BEGIN
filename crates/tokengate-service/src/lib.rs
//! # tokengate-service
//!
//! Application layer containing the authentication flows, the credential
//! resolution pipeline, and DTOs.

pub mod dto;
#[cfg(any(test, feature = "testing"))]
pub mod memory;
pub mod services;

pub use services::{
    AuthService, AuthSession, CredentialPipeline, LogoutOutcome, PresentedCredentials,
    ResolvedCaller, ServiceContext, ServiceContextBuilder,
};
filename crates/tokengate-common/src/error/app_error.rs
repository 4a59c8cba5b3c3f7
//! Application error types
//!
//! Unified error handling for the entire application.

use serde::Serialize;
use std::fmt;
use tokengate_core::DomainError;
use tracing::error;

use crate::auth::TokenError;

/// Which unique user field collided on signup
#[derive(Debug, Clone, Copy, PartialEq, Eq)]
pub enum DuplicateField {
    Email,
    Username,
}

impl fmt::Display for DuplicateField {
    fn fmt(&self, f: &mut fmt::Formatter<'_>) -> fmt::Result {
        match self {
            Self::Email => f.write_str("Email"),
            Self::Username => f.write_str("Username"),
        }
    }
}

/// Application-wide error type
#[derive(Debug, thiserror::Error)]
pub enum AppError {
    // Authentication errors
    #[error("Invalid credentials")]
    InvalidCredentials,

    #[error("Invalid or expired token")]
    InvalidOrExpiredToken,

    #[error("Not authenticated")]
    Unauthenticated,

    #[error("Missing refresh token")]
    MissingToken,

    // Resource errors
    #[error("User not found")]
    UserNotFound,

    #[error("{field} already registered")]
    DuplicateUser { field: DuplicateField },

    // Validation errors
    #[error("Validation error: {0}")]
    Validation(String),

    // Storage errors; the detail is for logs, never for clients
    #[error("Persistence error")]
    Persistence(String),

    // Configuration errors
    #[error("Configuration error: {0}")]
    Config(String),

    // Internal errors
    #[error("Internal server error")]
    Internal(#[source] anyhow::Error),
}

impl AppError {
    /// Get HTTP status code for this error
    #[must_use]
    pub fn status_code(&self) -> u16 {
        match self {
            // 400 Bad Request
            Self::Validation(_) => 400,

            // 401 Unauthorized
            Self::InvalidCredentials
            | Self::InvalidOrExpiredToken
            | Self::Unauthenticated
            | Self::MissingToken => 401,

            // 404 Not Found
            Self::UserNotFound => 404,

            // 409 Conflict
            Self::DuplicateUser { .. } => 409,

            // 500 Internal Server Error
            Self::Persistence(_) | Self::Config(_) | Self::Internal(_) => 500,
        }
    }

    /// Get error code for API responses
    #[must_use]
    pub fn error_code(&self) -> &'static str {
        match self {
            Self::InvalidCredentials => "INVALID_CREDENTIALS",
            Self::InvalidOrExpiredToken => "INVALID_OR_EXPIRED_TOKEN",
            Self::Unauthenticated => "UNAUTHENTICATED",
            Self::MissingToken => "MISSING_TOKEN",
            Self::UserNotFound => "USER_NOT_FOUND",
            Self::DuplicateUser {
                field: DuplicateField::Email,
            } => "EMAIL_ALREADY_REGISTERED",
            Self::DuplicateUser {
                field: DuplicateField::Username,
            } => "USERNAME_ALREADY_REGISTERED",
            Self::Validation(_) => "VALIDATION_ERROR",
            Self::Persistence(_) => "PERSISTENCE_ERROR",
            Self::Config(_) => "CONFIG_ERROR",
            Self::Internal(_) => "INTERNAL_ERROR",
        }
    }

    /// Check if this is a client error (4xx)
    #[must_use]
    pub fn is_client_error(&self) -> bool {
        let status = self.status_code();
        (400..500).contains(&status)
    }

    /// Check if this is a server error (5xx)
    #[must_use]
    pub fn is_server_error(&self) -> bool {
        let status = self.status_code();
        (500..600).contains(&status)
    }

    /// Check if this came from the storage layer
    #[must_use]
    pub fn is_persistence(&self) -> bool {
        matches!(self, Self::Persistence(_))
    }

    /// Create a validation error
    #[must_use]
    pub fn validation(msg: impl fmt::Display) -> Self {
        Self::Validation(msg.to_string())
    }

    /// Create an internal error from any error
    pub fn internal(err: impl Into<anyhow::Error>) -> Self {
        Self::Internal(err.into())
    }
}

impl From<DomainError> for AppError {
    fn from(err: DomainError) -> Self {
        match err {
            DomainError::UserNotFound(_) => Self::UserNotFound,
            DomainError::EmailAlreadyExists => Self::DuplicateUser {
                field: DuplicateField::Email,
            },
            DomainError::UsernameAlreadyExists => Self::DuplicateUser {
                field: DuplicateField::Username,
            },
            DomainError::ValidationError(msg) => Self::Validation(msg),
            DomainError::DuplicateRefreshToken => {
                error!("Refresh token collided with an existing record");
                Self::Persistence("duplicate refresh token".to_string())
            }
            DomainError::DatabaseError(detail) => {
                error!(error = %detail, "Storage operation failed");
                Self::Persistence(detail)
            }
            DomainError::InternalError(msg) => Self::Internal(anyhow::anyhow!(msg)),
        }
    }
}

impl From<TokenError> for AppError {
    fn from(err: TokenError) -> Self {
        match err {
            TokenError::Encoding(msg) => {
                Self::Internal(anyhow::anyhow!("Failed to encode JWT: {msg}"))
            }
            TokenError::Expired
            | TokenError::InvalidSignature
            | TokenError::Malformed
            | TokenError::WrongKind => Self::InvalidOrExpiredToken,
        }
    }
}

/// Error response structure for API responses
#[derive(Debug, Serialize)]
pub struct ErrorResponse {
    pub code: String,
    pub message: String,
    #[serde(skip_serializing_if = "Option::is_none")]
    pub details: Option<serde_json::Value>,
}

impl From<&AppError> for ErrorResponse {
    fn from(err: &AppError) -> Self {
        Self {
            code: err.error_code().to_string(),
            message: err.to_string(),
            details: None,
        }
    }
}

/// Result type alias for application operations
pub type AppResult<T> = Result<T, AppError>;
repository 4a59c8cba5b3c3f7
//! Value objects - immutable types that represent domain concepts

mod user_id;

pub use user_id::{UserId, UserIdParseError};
END
● Task brief: Find the word "Debug" in the entries, then copy out every line that has it.

● Finished exercise:
#[derive(Debug, Clone, Copy, PartialEq, Eq)]
#[derive(Debug, thiserror::Error)]
#[derive(Debug, Serialize)]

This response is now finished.